Yoohyun stares at him for a moment before he folds and gets up to get the emergency kit. He comes back quickly and opens it with an efficiency that he definitely didn’t have before.

“I still think we should go to a doctor.” He says as he starts methodically applying the ointment on Yoojin’s hand, his touch deft and light. He watches, almost entranced, as his little brother uses the last of the gauze the wrap his hand up in smooth practiced movements.

He’s used to this, he realizes dully through the pain, this is something he’s done a lot, something he’s practiced. He must be used to dealing with danger, there’s very little that can hurt him now but that doesn’t mean he can’t get hurt, that the people that go with him in the dungeons can’t get hurt, or even random civilians when a dungeon spontaneously opens up.

Thinking about it makes his heart ache and makes the guilt he always carries with him now curl deep in his gut. Instead he chooses to look at Yoohyun, studying him as he wraps his hand.

He looks strong and confident. For a moment Yoojinn feels like he has peered into another timeline where nothing went wrong and his little brother made it to medical school like he always wanted to. He starts packing the emergency kit again, his movements deft and well-practiced, and that’s when Yoojin realizes: Yoohyun was taking care of him and could now do so better than Yoojin could take care of him.

The realization hits him like a bucket of ice water and he freezes. He has spent his entire life, has sacrificed any hope of a bright future he might have had, for Yoohyun, taking care of him, clothing him, force feeding him vegetables. What is he supposed to do now that Yoohyun has outgrown his need of him? Now that he no longer needs his hyung to protect him? Is he supposed to simply move on with his life? Let Yoohyun face the dangers of the world as well as the unholy horrors of the dungeons alone? He can’t bring himself to even think about it.

“Here take this.” He hands Yoojin a painkiller. There are only three left he notes absentmindedly, as he downs the one Yoohyun had just handed him. Another thing he has to buy that he can’t afford. He’ll have to use them sparsely until he could afford to buy some more. Yoohyun pulls on his sleeve, effectively pulling him out of his mental budget-planning.

“Hyung,” Yoohyun says carefully,  the way he used to as a child when he was about to ask for something he knew Yoojin would probably say no to. “Can we have ice cream for dinner?” He asks, as though Yoojin would be doing him a favour and indulging him and not saving his ass by letting him not have to think up of something for them to eat.
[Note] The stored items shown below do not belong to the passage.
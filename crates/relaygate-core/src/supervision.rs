//! Supervision tasks.
//!
//! Two periodic jobs share the registry with the workers but never touch a
//! socket or a relay handle of a running session. They only signal:
//!
//! - **connection removal**: consumer-side sessions idle past
//!   `consumer_idle_timeout` are interrupted (drain, then stop); provider-side
//!   sessions idle past `consumer_idle_timeout + interval` are closed at once
//! - **relay supervision**: quadruples no registered worker owns are
//!   destroyed, and bindings left empty are closed and forgotten

use crate::config::SupervisionConfig;
use crate::model::{SessionSide, now_ms};
use crate::registry::SessionRegistry;
use relaygate_relay::{RelayDescriptor, SessionId, StaleSweep};
use std::sync::Arc;
use std::time::Duration;
use tokio::task::JoinHandle;
use tokio::time::MissedTickBehavior;
use tokio_util::sync::CancellationToken;
use tracing::{debug, info};

/// Sessions signalled by one idle sweep
#[derive(Debug, Default, Clone, PartialEq, Eq)]
pub struct SweepReport {
    /// Consumer-side sessions asked to drain and stop
    pub interrupted: Vec<SessionId>,
    /// Provider-side sessions asked to stop now
    pub closed: Vec<SessionId>,
}

impl SweepReport {
    /// Returns true if nothing was signalled
    #[must_use]
    pub fn is_empty(&self) -> bool {
        self.interrupted.is_empty() && self.closed.is_empty()
    }
}

/// Signal every session idle past its threshold at `now_ms`.
pub fn sweep_idle_sessions(
    registry: &SessionRegistry,
    config: &SupervisionConfig,
    now_ms: u64,
) -> SweepReport {
    let mut report = SweepReport::default();

    for handle in registry.handles(SessionSide::Consumer) {
        if handle.is_interrupted() || handle.state().is_terminating() {
            continue;
        }
        if handle.idle_for(now_ms) > config.consumer_idle_timeout {
            handle.interrupt();
            report.interrupted.push(handle.session().clone());
        }
    }

    let provider_timeout = config.provider_idle_timeout();
    for handle in registry.handles(SessionSide::Provider) {
        if handle.is_close_requested() || handle.state().is_terminating() {
            continue;
        }
        if handle.idle_for(now_ms) > provider_timeout {
            handle.close();
            report.closed.push(handle.session().clone());
        }
    }

    report
}

/// Reclaim stale quadruples and empty bindings.
///
/// Quadruples and bindings younger than `grace` are left alone.
pub async fn sweep_relays(
    registry: &SessionRegistry,
    grace: Duration,
) -> Vec<(RelayDescriptor, StaleSweep)> {
    let live = registry.live_sessions();
    let mut results = Vec::new();

    for binding in registry.bindings() {
        let sweep = binding
            .destroy_stale_queues_and_connections(&live, grace)
            .await;
        if sweep.binding_closed || !binding.is_open() {
            registry.remove_binding(&binding);
            debug!(relay = %binding.relay(), "Relay binding removed");
        }
        results.push((binding.relay().clone(), sweep));
    }
    results
}

/// Running supervision tasks
#[derive(Debug)]
pub struct Supervisor {
    cancel: CancellationToken,
    tasks: Vec<JoinHandle<()>>,
}

impl Supervisor {
    /// Start both supervision tasks on the current runtime
    #[must_use]
    pub fn spawn(registry: Arc<SessionRegistry>, config: SupervisionConfig) -> Self {
        let cancel = CancellationToken::new();
        let tasks = vec![
            tokio::spawn(connection_removal_task(
                registry.clone(),
                config.clone(),
                cancel.child_token(),
            )),
            tokio::spawn(relay_supervision_task(
                registry,
                config.interval,
                cancel.child_token(),
            )),
        ];
        info!(interval = ?config.interval, "Supervision started");
        Self { cancel, tasks }
    }

    /// Stop both tasks and wait for them
    pub async fn shutdown(self) {
        self.cancel.cancel();
        for task in self.tasks {
            let _ = task.await;
        }
        debug!("Supervision stopped");
    }
}

fn ticker(interval: Duration) -> tokio::time::Interval {
    let mut ticker = tokio::time::interval_at(tokio::time::Instant::now() + interval, interval);
    ticker.set_missed_tick_behavior(MissedTickBehavior::Delay);
    ticker
}

async fn connection_removal_task(
    registry: Arc<SessionRegistry>,
    config: SupervisionConfig,
    cancel: CancellationToken,
) {
    let mut ticker = ticker(config.interval);
    loop {
        tokio::select! {
            biased;
            () = cancel.cancelled() => break,
            _ = ticker.tick() => {
                let report = sweep_idle_sessions(&registry, &config, now_ms());
                if !report.is_empty() {
                    info!(
                        interrupted = report.interrupted.len(),
                        closed = report.closed.len(),
                        "Idle sessions signalled"
                    );
                }
            }
        }
    }
}

async fn relay_supervision_task(
    registry: Arc<SessionRegistry>,
    interval: Duration,
    cancel: CancellationToken,
) {
    let mut ticker = ticker(interval);
    loop {
        tokio::select! {
            biased;
            () = cancel.cancelled() => break,
            _ = ticker.tick() => {
                sweep_relays(&registry, interval).await;
            }
        }
    }
}

#[cfg(test)]
mod tests {
    use super::*;
    use crate::handle::WorkerHandle;
    use crate::handle::tests::record;
    use relaygate_relay::{MemoryConnector, Producer, RelayBinding};

    fn config() -> SupervisionConfig {
        SupervisionConfig {
            interval: Duration::from_secs(5),
            consumer_idle_timeout: Duration::from_secs(60),
            ..SupervisionConfig::default()
        }
    }

    fn register(registry: &SessionRegistry, side: SessionSide, queue_id: &str) -> Arc<WorkerHandle> {
        let handle = Arc::new(WorkerHandle::new(record(side, queue_id)).0);
        registry.register(handle.clone()).unwrap();
        handle
    }

    #[test]
    fn test_stale_consumer_interrupted_fresh_untouched() {
        let registry = SessionRegistry::new();
        let stale = register(&registry, SessionSide::Consumer, "stale");
        let fresh = register(&registry, SessionSide::Consumer, "fresh");
        let now = stale.last_interaction_ms() + 61_000;
        fresh.touch_at(now - 1_000);

        let report = sweep_idle_sessions(&registry, &config(), now);

        assert_eq!(report.interrupted, vec![stale.session().clone()]);
        assert!(stale.is_interrupted());
        assert!(!stale.is_close_requested());
        assert!(!fresh.is_interrupted());
    }

    #[test]
    fn test_provider_gets_extra_interval() {
        let registry = SessionRegistry::new();
        let provider = register(&registry, SessionSide::Provider, "p");
        let start = provider.last_interaction_ms();

        let report = sweep_idle_sessions(&registry, &config(), start + 61_000);
        assert!(report.is_empty());
        assert!(!provider.is_close_requested());

        let report = sweep_idle_sessions(&registry, &config(), start + 66_000);
        assert_eq!(report.closed, vec![provider.session().clone()]);
        assert!(provider.is_close_requested());
        assert!(!provider.is_interrupted());
    }

    #[test]
    fn test_already_signalled_not_reported_twice() {
        let registry = SessionRegistry::new();
        let consumer = register(&registry, SessionSide::Consumer, "c");
        let now = consumer.last_interaction_ms() + 120_000;

        assert_eq!(sweep_idle_sessions(&registry, &config(), now).interrupted.len(), 1);
        assert!(sweep_idle_sessions(&registry, &config(), now).is_empty());
    }

    #[tokio::test]
    async fn test_relay_sweep_spares_registered_sessions() {
        let registry = SessionRegistry::new();
        let connector = MemoryConnector::new();
        let relay = RelayDescriptor::new("relay", 61617);
        let binding = registry.insert_binding(
            RelayBinding::connect(&connector, &relay, "gatekeeper.cloudA")
                .await
                .unwrap(),
        );
        let table = connector.table(&relay);

        let live = register(&registry, SessionSide::Provider, "live");
        let orphan = SessionId::new("gatekeeper.cloudA", "orphan").unwrap();
        for session in [live.session(), &orphan] {
            let broker = binding.broker().unwrap();
            for queue in session.queues().names() {
                Producer::open(broker.clone(), queue).await.unwrap();
            }
            binding.track(session);
        }

        let results = sweep_relays(&registry, Duration::ZERO).await;

        assert_eq!(results.len(), 1);
        assert_eq!(results[0].1.destroyed, vec![orphan.clone()]);
        assert!(table.contains(&live.session().queues().request));
        assert!(!table.contains(&orphan.queues().request));
        assert!(registry.binding(&relay).is_some());
    }

    #[tokio::test]
    async fn test_empty_binding_removed() {
        let registry = SessionRegistry::new();
        let connector = MemoryConnector::new();
        let relay = RelayDescriptor::new("relay", 61617);
        registry.insert_binding(
            RelayBinding::connect(&connector, &relay, "gatekeeper.cloudA")
                .await
                .unwrap(),
        );

        let results = sweep_relays(&registry, Duration::ZERO).await;

        assert!(results[0].1.binding_closed);
        assert!(registry.bindings().is_empty());
    }

    #[tokio::test]
    async fn test_supervisor_shutdown() {
        let registry = Arc::new(SessionRegistry::new());
        let supervisor = Supervisor::spawn(registry, config());
        tokio::time::timeout(Duration::from_secs(5), supervisor.shutdown())
            .await
            .unwrap();
    }
}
“Sure.” Yoojin says. “Why not.”

He takes the tub of mint chocolate ice cream out of the freezer. Almost empty, he notices as he scoops the last of it in two bowls and hands the one with more ice cream to Yoohyun. They sit on the couch, all pretenses of having a proper dinner gone, the static coming from the radio blanketing them with its soothing tone.

“Yoohyun you have ice cream on your face.” Yoojin says, impossibly fond.

“What? Where?” He rubs at a random spot on his chin, completely missing it. Automatically, Yoojin grabs a tissue and carefully cleans his face with it, the way he so often did when Yoohyun was a child.

“There.” He smiles softly.

They finish the rest of their meal in silence, Yoohyun’s head resting against Yoojin’s shoulder. Yoohyun insists on washing taking the bowls and washing them himself instead of letting Yoojin do it, gamley taking instructions from him even though “I know how to wash a bowl hyung!”, soft laughter filling the room. He feels, for a moment, like he could have this forever.

Two weeks later Yoohyun has moved out of the house without a goodbye or a note, and Yoojin is so distraught it takes him a week before he realises the radio is gone too.